Capercaillie looks to future

Capercaillie looks to future

Name: The late Alasdair Sutherland

The Capercaillie Wine Company, located at Lovedale in the Hunter Valley, is focused on welcoming in the 2008 vintage after having lost its co-founder and chief winemaker Alasdair Sutherland in late December 2007 after a period of illness. Alasdair's widow, Trish Sutherland, kindly gave her time to speak with the Wine Industry Journal in January this year and said once time allowed over the coming months, the Capercaillie team would sit down and talk about new ideas to keep the business evolving.

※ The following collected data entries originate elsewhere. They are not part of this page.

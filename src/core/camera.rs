//! Camera pose, input response and the ground collision rule.
use crate::core::input::InputState;
use crate::core::terrain::TerrainGrid;

/// Per-frame increments applied while a control is held.
#[derive(Copy, Clone, Debug, PartialEq)]
pub struct MotionConfig {
    pub move_step: f32,
    pub turn_step: f32,
    pub climb_step: f32,
    pub pitch_step: f32,
}

impl Default for MotionConfig {
    fn default() -> Self {
        Self {
            move_step: 1.0,
            turn_step: 0.01,
            climb_step: 1.0,
            pitch_step: 1.5,
        }
    }
}

/// Roughly 270 degrees: looking toward -y.
const START_ANGLE: f32 = 4.71;

#[derive(Copy, Clone, Debug, PartialEq)]
pub struct Camera {
    pub x: f32,       // grid space, unwrapped
    pub y: f32,
    pub height: f32,  // above the ground plane
    pub angle: f32,   // radians, clockwise
    pub horizon: f32, // screen-row offset, stands in for pitch
    pub zfar: f32,    // ray march depth in grid units
}

impl Default for Camera {
    fn default() -> Self {
        Self {
            x: 512.0,
            y: 512.0,
            height: 150.0,
            angle: START_ANGLE,
            horizon: 100.0,
            zfar: 600.0,
        }
    }
}

impl Camera {
    pub fn new(x: f32, y: f32, height: f32, angle: f32, horizon: f32, zfar: f32) -> Self {
        Self { x, y, height, angle, horizon, zfar }
    }

    /// Applies one frame of held controls.
    ///
    /// Backward wins over forward when both are held. Opposing turn, climb and
    /// pitch controls are both applied and cancel out.
    pub fn apply_input(&mut self, input: &InputState, motion: &MotionConfig) {
        let (sin_a, cos_a) = self.angle.sin_cos();
        if input.backward {
            self.x -= cos_a * motion.move_step;
            self.y -= sin_a * motion.move_step;
        } else if input.forward {
            self.x += cos_a * motion.move_step;
            self.y += sin_a * motion.move_step;
        }

        if input.turn_left {
            self.angle -= motion.turn_step;
        }
        if input.turn_right {
            self.angle += motion.turn_step;
        }

        if input.ascend {
            self.height += motion.climb_step;
        }
        if input.descend {
            self.height -= motion.climb_step;
        }

        if input.pitch_up {
            self.horizon += motion.pitch_step;
        }
        if input.pitch_down {
            self.horizon -= motion.pitch_step;
        }
    }

    /// Lifts the camera to at least `clearance` above the ground cell it is over.
    /// Returns true when the camera had to be moved.
    pub fn clamp_to_ground(&mut self, terrain: &TerrainGrid, clearance: f32) -> bool {
        let floor = terrain.sample_world(self.x, self.y).height as f32 + clearance;
        if floor > self.height {
            self.height = floor;
            true
        } else {
            false
        }
    }
}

Scotland-born Alasdair Sutherland began his Hunter Valley-based wine industry career fresh out of school when he took up a winemaker cadetship at Arrowfield Wines, in the Upper Hunter.

In 1978 he moved to Saxonvale Wines, at Broke, as assistant winemaker and when winemaker Mark Cashmore moved on, Alasdair stepped into the position, continuing on until 1989.

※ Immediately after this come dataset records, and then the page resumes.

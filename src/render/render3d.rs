//! Frame renderer: sky fill, then every column through the ray caster.
use rayon::prelude::*;

use crate::config::RenderConfig;
use crate::core::scene::Scene;
use crate::render::casters::{ColumnCaster, Span};
use crate::render::framebuffer::Framebuffer;

pub struct FrameRenderer {
    sky_color: u32,
    scale: f32,
    early_exit: bool,
    parallel: bool,
    spans: Vec<Span>,
}

impl FrameRenderer {
    pub fn new(config: &RenderConfig) -> Self {
        Self {
            sky_color: config.sky_color,
            scale: config.height_scale,
            early_exit: config.early_exit,
            parallel: config.parallel,
            spans: Vec::new(),
        }
    }

    /// Renders with whichever strategy the config asked for.
    pub fn draw(&mut self, scene: &Scene, fb: &mut Framebuffer) {
        if self.parallel {
            self.render_parallel(scene, fb);
        } else {
            self.render(scene, fb);
        }
    }

    fn caster<'a>(&self, scene: &'a Scene, fb: &Framebuffer) -> ColumnCaster<'a> {
        ColumnCaster::new(&scene.camera, scene.terrain(), fb.width, fb.height, self.scale)
            .with_early_exit(self.early_exit)
    }

    /// Columns left to right on the calling thread.
    pub fn render(&mut self, scene: &Scene, fb: &mut Framebuffer) {
        fb.clear_with(self.sky_color);
        let caster = self.caster(scene, fb);
        for column in 0..fb.width {
            caster.cast(column, |s| {
                fb.fill_column(s.column, s.top as i32, s.bottom as i32, s.color)
            });
        }
    }

    /// Columns cast concurrently, then written in one pass. Columns share no
    /// state, so the result is pixel-identical to `render`.
    pub fn render_parallel(&mut self, scene: &Scene, fb: &mut Framebuffer) {
        fb.clear_with(self.sky_color);
        let caster = self.caster(scene, fb);
        let columns: Vec<Vec<Span>> = (0..fb.width)
            .into_par_iter()
            .map(|column| {
                let mut spans = Vec::new();
                caster.cast_into(column, &mut spans);
                spans
            })
            .collect();

        self.spans.clear();
        self.spans.extend(columns.into_iter().flatten());
        for s in &self.spans {
            fb.fill_column(s.column, s.top as i32, s.bottom as i32, s.color);
        }
    }

    /// Renders the given columns in the given order onto an already cleared buffer.
    pub fn render_columns(
        &mut self,
        scene: &Scene,
        fb: &mut Framebuffer,
        order: impl IntoIterator<Item = u32>,
    ) {
        let caster = self.caster(scene, fb);
        for column in order {
            caster.cast_into(column, &mut self.spans);
            for s in &self.spans {
                fb.fill_column(s.column, s.top as i32, s.bottom as i32, s.color);
            }
        }
    }

    pub fn sky_color(&self) -> u32 {
        self.sky_color
    }
}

Alasdair and Trish (whose background is in hospitality) then spent the next few years in the restaurant business running Pippi's Restaurant, at Yamba on NSW north coast, and the Vines, at Cassegrain Winery at Port Macquarie, before Alasdair accepted a position at Calais Estate back in the Hunter Valley. It was here that his dream of operating his own winery started to take shape.

What is now the site of the Capercaillie Wine Company was Dawson Estate at the time of purchase in late 1995 and was planted to Chardonnay and Traminer.

No winery existed on the property, prompting Alasdair and Trish to push through applications to council for the building of a fully-equipped winery.

'Bulldozers were brought in on 1 December 1995 and we crushed the first small intake of grapes on 17 February 1996, just 72 days since the commencement of building. The refrigeration lines were being finished as the first grapes were arriving and we all held our breath as the power for the winery was switched on - thankfully everything worked!' Trish recalled.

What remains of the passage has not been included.